Io leverò la faccia, e gli dirò....
L'armatura, Cavaliere, l'armatura....
Che debbo farmi dell'armatura? il mio nemico è invincibile; l'asta e la spada non valgono contro di lui; egli combatte con la volontà. Altra forza che non è la mia, – altro ardimento, hanno perduto la prova.... toglimi dinanzi cotesta armatura, che si fa beffe della mia debolezza, perchè non v'ha corpo nella creazione che non giunga a guastare questa mia fievole coperta di pelle.
Vi domando mercè, Cavaliere; ma voi non mi avete pur ora mandato per essa?

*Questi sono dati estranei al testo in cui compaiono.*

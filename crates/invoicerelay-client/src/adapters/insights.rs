use invoicerelay_core::error::Result;
use invoicerelay_core::protocol::events::{endpoints, kinds, InsightEvent};

use crate::channel::{ChannelClient, ListenerResult, Subscription};
use crate::config::ChannelConfig;

use super::on_typed;

/// AI insight events on the `ai-insights` endpoint.
pub struct InsightChannel {
    client: ChannelClient,
}

impl InsightChannel {
    pub fn new<T>(cfg: &ChannelConfig, tokens: T) -> Self
    where
        T: Fn() -> Option<String> + Send + Sync + 'static,
    {
        Self::with_client(ChannelClient::new(cfg, tokens))
    }

    pub fn with_client(client: ChannelClient) -> Self {
        Self { client }
    }

    pub async fn connect_to_insights(&self) -> Result<()> {
        self.client.connect(endpoints::AI_INSIGHTS).await
    }

    pub fn on_new_insight<F>(&self, handler: F) -> Subscription
    where
        F: Fn(InsightEvent) -> ListenerResult + Send + Sync + 'static,
    {
        on_typed(&self.client, kinds::NEW_INSIGHT, handler)
    }

    pub fn on_anomaly_detected<F>(&self, handler: F) -> Subscription
    where
        F: Fn(InsightEvent) -> ListenerResult + Send + Sync + 'static,
    {
        on_typed(&self.client, kinds::ANOMALY_DETECTED, handler)
    }

    pub fn on_prediction_updated<F>(&self, handler: F) -> Subscription
    where
        F: Fn(InsightEvent) -> ListenerResult + Send + Sync + 'static,
    {
        on_typed(&self.client, kinds::PREDICTION_UPDATED, handler)
    }

    pub fn client(&self) -> &ChannelClient {
        &self.client
    }

    pub fn disconnect(&self) {
        self.client.disconnect();
    }
}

Io ti ho mandato? hai tu bene inteso?
Toglietemi qualunque facoltà vorrete, nè vi aspettate di sentirne un lamento; ma negli orecchi, Cavaliere, credo valere quanto alcun altro mio fratello di umanità.
Rogiero si pone in atto di uomo che vuole richiamare alla mente una cosa sfuggita: "Se io l'ho detto, segno è certo che ne aveva ragione.... O stato che commuovi il riso, perchè sei superiore del pianto!" e così favellando torse alquanto la bocca. "Ah! mi sovviene adesso; non devo prostrarmi, e chieder perdono?" Il rossore gli trascorse su per le guance fino alla radice dei capelli, e dopo alcuna pausa ricominciava: "Non di qui, non di qui la vergogna prende principio; segue ella come un'ombra il misfatto. Col prostrarci può bene diventare maggiore; ma ormai l'avvilimento è consumato; – porgimi lo usbergo."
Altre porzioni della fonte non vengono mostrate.